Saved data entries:
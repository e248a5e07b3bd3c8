//! CLI command definitions and handlers

pub mod callers;
pub mod jump;
pub mod xrefs;

use clap::{Args, Parser, Subcommand};
use std::path::{Path, PathBuf};
use tracing::{debug, info};

use crate::core::config::Config;
use crate::core::error::Result;
use crate::core::project::IndexPath;
use crate::index::{CodeSearchClient, IndexClient, MemoryIndex};
use crate::output::OutputFormat;
use crate::xrefs::Selection;

const LONG_ABOUT: &str = r#"
Cross references and expandable caller graphs backed by a code-search index.

Point cxrefs at an identifier (file, line, column, word) and it resolves the
symbol, lists its definition, declaration, overrides and references, and
builds the tree of its callers. Callers hidden behind state-machine loops,
generated interface stubs and message handlers are traced through to the
code that really triggers the call.

EXAMPLES:
    cxrefs callers src/net/http/http_stream_parser.cc 412 9 DoSendBody
    cxrefs callers src/net/http/http_stream_parser.cc 412 9 DoSendBody --expand 0 --expand 0,1
    cxrefs callers ~/chromium/src/content/browser/foo.cc 88 4 Stop --hide-tests --json
    cxrefs xrefs src/base/logging.cc 120 6 LogMessage
    cxrefs jump src/base/logging.cc 120 6 LogMessage --declaration

LOGGING:
    CXREFS_LOG=debug cxrefs callers ...
"#;

/// Cross references and caller graphs
#[derive(Parser, Debug)]
#[command(name = "cxrefs")]
#[command(author, version)]
#[command(about = "Cross references and caller graphs from a code-search index")]
#[command(long_about = LONG_ABOUT)]
#[command(propagate_version = true)]
pub struct Cli {
    /// Configuration file (default: $CXREFS_HOME/config.toml)
    #[arg(long, global = true)]
    pub config: Option<PathBuf>,

    #[command(subcommand)]
    pub command: Commands,
}

#[derive(Subcommand, Debug)]
pub enum Commands {
    /// Show the caller tree of a symbol
    #[command(visible_alias = "c")]
    Callers(callers::CallersArgs),

    /// Show definition, declaration, overrides and references
    #[command(visible_alias = "x")]
    Xrefs(xrefs::XrefsArgs),

    /// Print where the definition (or declaration) lives
    #[command(visible_alias = "j")]
    Jump(jump::JumpArgs),
}

/// Identifier to resolve, shared by every command
#[derive(Args, Debug, Clone)]
pub struct SelectionArgs {
    /// File holding the identifier (local checkout path or index path)
    pub file: PathBuf,

    /// Line of the identifier (1-based)
    pub line: u32,

    /// Column of the identifier (0-based)
    pub column: u32,

    /// The identifier
    pub word: String,

    /// Character just before the word; `:` and `~` are pulled into it
    #[arg(long, value_name = "CHAR")]
    pub preceding: Option<char>,

    /// Serve queries from a JSON fixture instead of the remote index
    #[arg(long, value_name = "PATH")]
    pub fixture: Option<PathBuf>,
}

impl SelectionArgs {
    /// Selection in index terms, and the local checkout it came from
    pub fn selection(&self) -> (Selection, Option<IndexPath>) {
        let mapped = IndexPath::from_local(&self.file);
        let file = match &mapped {
            Some(path) => path.file.clone(),
            None => self.file.to_string_lossy().replace('\\', "/"),
        };
        debug!("Selection file {} maps to {}", self.file.display(), file);

        let selection =
            Selection::new(file, self.line, self.column, self.word.clone()).widen(self.preceding);
        (selection, mapped)
    }

    /// Index the session queries
    pub fn open_index(&self, config: &Config) -> Result<Box<dyn IndexClient>> {
        match &self.fixture {
            Some(path) => {
                info!("Using fixture index {}", path.display());
                Ok(Box::new(MemoryIndex::load(path)?))
            }
            None => Ok(Box::new(CodeSearchClient::new(config)?)),
        }
    }
}

/// Output format from a `--json` flag
pub fn output_format(json: bool) -> OutputFormat {
    if json {
        OutputFormat::Json
    } else {
        OutputFormat::Plain
    }
}

/// Local path for an index file when the selection came from a checkout
pub fn local_display(checkout: Option<&IndexPath>, index_file: &str) -> String {
    match checkout {
        Some(path) => path.to_local(index_file).display().to_string(),
        None => Path::new(index_file).display().to_string(),
    }
}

> [WHAT IS REQUIRED]:
Copy the entries word for word. Start at the first line and end with the line containing "(or declaration) lives".

> [RESULT OF THE EXERCISE]:
repository e248a5e07b3bd3c8
//! CLI command definitions and handlers

pub mod callers;
pub mod jump;
pub mod xrefs;

use clap::{Args, Parser, Subcommand};
use std::path::{Path, PathBuf};
use tracing::{debug, info};

use crate::core::config::Config;
use crate::core::error::Result;
use crate::core::project::IndexPath;
use crate::index::{CodeSearchClient, IndexClient, MemoryIndex};
use crate::output::OutputFormat;
use crate::xrefs::Selection;

const LONG_ABOUT: &str = r#"
Cross references and expandable caller graphs backed by a code-search index.

Point cxrefs at an identifier (file, line, column, word) and it resolves the
symbol, lists its definition, declaration, overrides and references, and
builds the tree of its callers. Callers hidden behind state-machine loops,
generated interface stubs and message handlers are traced through to the
code that really triggers the call.

EXAMPLES:
    cxrefs callers src/net/http/http_stream_parser.cc 412 9 DoSendBody
    cxrefs callers src/net/http/http_stream_parser.cc 412 9 DoSendBody --expand 0 --expand 0,1
    cxrefs callers ~/chromium/src/content/browser/foo.cc 88 4 Stop --hide-tests --json
    cxrefs xrefs src/base/logging.cc 120 6 LogMessage
    cxrefs jump src/base/logging.cc 120 6 LogMessage --declaration

LOGGING:
    CXREFS_LOG=debug cxrefs callers ...
"#;

/// Cross references and caller graphs
#[derive(Parser, Debug)]
#[command(name = "cxrefs")]
#[command(author, version)]
#[command(about = "Cross references and caller graphs from a code-search index")]
#[command(long_about = LONG_ABOUT)]
#[command(propagate_version = true)]
pub struct Cli {
    /// Configuration file (default: $CXREFS_HOME/config.toml)
    #[arg(long, global = true)]
    pub config: Option<PathBuf>,

    #[command(subcommand)]
    pub command: Commands,
}

#[derive(Subcommand, Debug)]
pub enum Commands {
    /// Show the caller tree of a symbol
    #[command(visible_alias = "c")]
    Callers(callers::CallersArgs),

    /// Show definition, declaration, overrides and references
    #[command(visible_alias = "x")]
    Xrefs(xrefs::XrefsArgs),

    /// Print where the definition (or declaration) lives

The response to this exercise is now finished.